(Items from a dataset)
○ ○ ○ ○ ○ ○ ○
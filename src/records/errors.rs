//! Record-specific error types.
//!
//! This module contains the error taxonomy for record operations, extending
//! the transport-level [`HttpError`](crate::clients::HttpError) with
//! binding-layer semantics.
//!
//! Three families of failure are distinguished:
//!
//! - **State-contract violations**: programmer errors in the caller:
//!   saving while a save is outstanding, traversing through a scalar field,
//!   handing a relationship field a value of the wrong shape, counting a
//!   field that is not to-many. These fail fast and are never retried.
//! - **Network/save failures**: surfaced as the wrapped [`HttpError`];
//!   the record's dirty bookkeeping is rolled back so the caller can retry.
//! - **Data problems**: unknown entity names, unparseable URIs, payloads
//!   of the wrong shape.
//!
//! All variants are `Clone` so a shared in-flight fetch can deliver the
//! same failure to every waiter.

use thiserror::Error;

use crate::clients::HttpError;
use crate::schema::RelationshipKind;

/// Error type for record operations.
#[derive(Debug, Error, Clone)]
pub enum RecordError {
    /// `save` was called while a previous save was still outstanding.
    ///
    /// At most one save per record may be in flight; a second call is a
    /// programmer error and fails immediately without issuing a request.
    #[error("{entity} already has a save in flight")]
    SaveInProgress {
        /// The entity type name of the record.
        entity: String,
    },

    /// `fetch` was called on a record that has no id yet.
    #[error("cannot fetch a new {entity} record (no id)")]
    FetchWithoutId {
        /// The entity type name of the record.
        entity: String,
    },

    /// `destroy` was called on a record that has no id yet.
    #[error("cannot delete a new {entity} record (no id)")]
    DeleteWithoutId {
        /// The entity type name of the record.
        entity: String,
    },

    /// The named entity type is not in the schema registry.
    #[error("unknown entity type '{name}'")]
    UnknownEntity {
        /// The name that failed to resolve.
        name: String,
    },

    /// A dotted path tried to traverse through a non-relationship field.
    #[error("{entity}.{field} is not a relationship field but the path continues with '{rest}'")]
    ExpectedRelatedField {
        /// The entity type name.
        entity: String,
        /// The scalar field the path tried to traverse through.
        field: String,
        /// The remaining path segments.
        rest: String,
    },

    /// A relationship field was given a value whose shape does not match
    /// the declared relationship kind.
    #[error("unhandled value for {kind:?} relationship {entity}.{field}")]
    UnhandledRelationship {
        /// The entity type name.
        entity: String,
        /// The relationship field name.
        field: String,
        /// The declared relationship kind.
        kind: RelationshipKind,
    },

    /// A to-many operation was invoked on a field that is not one-to-many.
    #[error("{entity}.{field} is not a one-to-many relationship")]
    NotToMany {
        /// The entity type name.
        entity: String,
        /// The offending field name.
        field: String,
    },

    /// A relationship operation was invoked on a scalar field.
    #[error("{entity}.{field} is not a relationship field")]
    NotARelationship {
        /// The entity type name.
        entity: String,
        /// The offending field name.
        field: String,
    },

    /// A string could not be parsed as a resource URI.
    #[error("'{uri}' is not a resource URI")]
    BadUri {
        /// The string that failed to parse.
        uri: String,
    },

    /// A server payload did not have the expected shape.
    #[error("unexpected {entity} payload: {message}")]
    BadPayload {
        /// The entity type name.
        entity: String,
        /// What was wrong with the payload.
        message: String,
    },

    /// A transport-level error occurred.
    #[error(transparent)]
    Http(#[from] HttpError),
}

// Verify RecordError is Send + Sync at compile time
const _: fn() = || {
    const fn assert_send_sync<T: Send + Sync>() {}
    assert_send_sync::<RecordError>();
};

#[cfg(test)]
mod tests {
    use super::*;
    use crate::clients::HttpResponseError;

    #[test]
    fn test_save_in_progress_names_entity() {
        let error = RecordError::SaveInProgress {
            entity: "CollectionObject".to_string(),
        };
        assert!(error.to_string().contains("CollectionObject"));
    }

    #[test]
    fn test_expected_related_field_includes_remaining_path() {
        let error = RecordError::ExpectedRelatedField {
            entity: "CollectionObject".to_string(),
            field: "catalognumber".to_string(),
            rest: "extra".to_string(),
        };
        let message = error.to_string();
        assert!(message.contains("catalognumber"));
        assert!(message.contains("extra"));
    }

    #[test]
    fn test_unhandled_relationship_includes_kind() {
        let error = RecordError::UnhandledRelationship {
            entity: "CollectionObject".to_string(),
            field: "cataloger".to_string(),
            kind: RelationshipKind::ManyToOne,
        };
        assert!(error.to_string().contains("ManyToOne"));
    }

    #[test]
    fn test_http_error_wraps_transparently() {
        let error: RecordError = HttpError::Response(HttpResponseError {
            code: 500,
            message: "server fell over".to_string(),
        })
        .into();
        assert!(error.to_string().contains("server fell over"));
    }

    #[test]
    fn test_record_error_is_cloneable() {
        let error = RecordError::BadUri {
            uri: "nonsense".to_string(),
        };
        let cloned = error.clone();
        assert!(matches!(cloned, RecordError::BadUri { uri } if uri == "nonsense"));
    }
}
○ ○ ○ ○ ○ ○ ○
Task brief » Extract every line of the records above that contains the word "resource".

Solution for this exercise »
    /// A string could not be parsed as a resource URI.
    #[error("'{uri}' is not a resource URI")]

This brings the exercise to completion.